Protein found in mammals

PER2 is a protein in mammals encoded by the PER2 gene. PER2 is noted for its major role in circadian rhythms.

== Discovery ==

The per gene was first discovered using forward genetics in Drosophilla melanogaster in 1971. Mammalian Per2 was discovered by in 1997 through a search for homologous cDNA sequences to PER1. It is more similar to Drosophila per than its paralogs. Later experiments in also identified Per2 in humans.

== Function ==

PER2 is a member of the Period family of genes and is expressed in a circadian pattern in the suprachiasmatic nucleus, the primary circadian pacemaker in the mammalian brain. Genes in this family encode components of the circadian clock, which regulates the daily rhythms of locomotor activity, metabolism, and behavior. Circadian expression of these genes and their encoded proteins in the suprachiasmatic nucleus. Human PER2 is involved in human sleep disorders and cancer formation. Lowered PER2 expression is common in many tumors cells within the body, suggesting PER2 is integral for proper function and decreased levels promotes tumor progression.

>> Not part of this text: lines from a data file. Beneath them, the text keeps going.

//! Typed API error for HTTP handlers.
//!
//! Handlers return `Result<T, ApiError>`. Any error converts with `?`: it is
//! classified into the taxonomy on the way in, and the resulting [`AppError`]
//! rides along in the response extensions so the error middleware can log
//! it and render the final body.

use axum::Json;
use axum::http::StatusCode;
use axum::response::{IntoResponse, Response};
use masterymap_core::AppError;

use crate::classify::classify_error;

/// Handler-side error adapter.
///
/// Deliberately not `std::error::Error`, so the blanket `From` below can
/// accept every error type, [`AppError`] included.
#[derive(Debug, Clone)]
pub struct ApiError(AppError);

pub type ApiResult<T> = Result<T, ApiError>;

impl ApiError {
    #[must_use]
    pub fn app_error(&self) -> &AppError {
        &self.0
    }

    #[must_use]
    pub fn into_app_error(self) -> AppError {
        self.0
    }
}

impl<E> From<E> for ApiError
where
    E: Into<anyhow::Error>,
{
    fn from(err: E) -> Self {
        Self(classify_error(err.into()))
    }
}

/// Status code for an [`AppError`]; unknown codes degrade to 500.
pub(crate) fn status_of(error: &AppError) -> StatusCode {
    StatusCode::from_u16(error.status()).unwrap_or(StatusCode::INTERNAL_SERVER_ERROR)
}

impl IntoResponse for ApiError {
    fn into_response(self) -> Response {
        // Production-safe body in case no middleware re-renders it.
        let mut response = (status_of(&self.0), Json(self.0.to_body(false))).into_response();
        response.extensions_mut().insert(self.0);
        response
    }
}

PER2 contains glucocorticoid response elements (GREs) and a GRE within the core clock gene PER2 is continuously occupied during rhythmic expression and essential for glucocorticoid regulation of PER2 in vivo. Mice with a genomic deletion spanning this GRE expressed elevated leptin levels and were protected from glucose intolerance and insulin resistance on glucocorticoid treatment but not from muscle wasting. PER2 is an integral component of a particular glucocorticoid regulatory pathway and that glucocorticoid regulation of the peripheral clock is selectively required for some actions of glucocorticoids.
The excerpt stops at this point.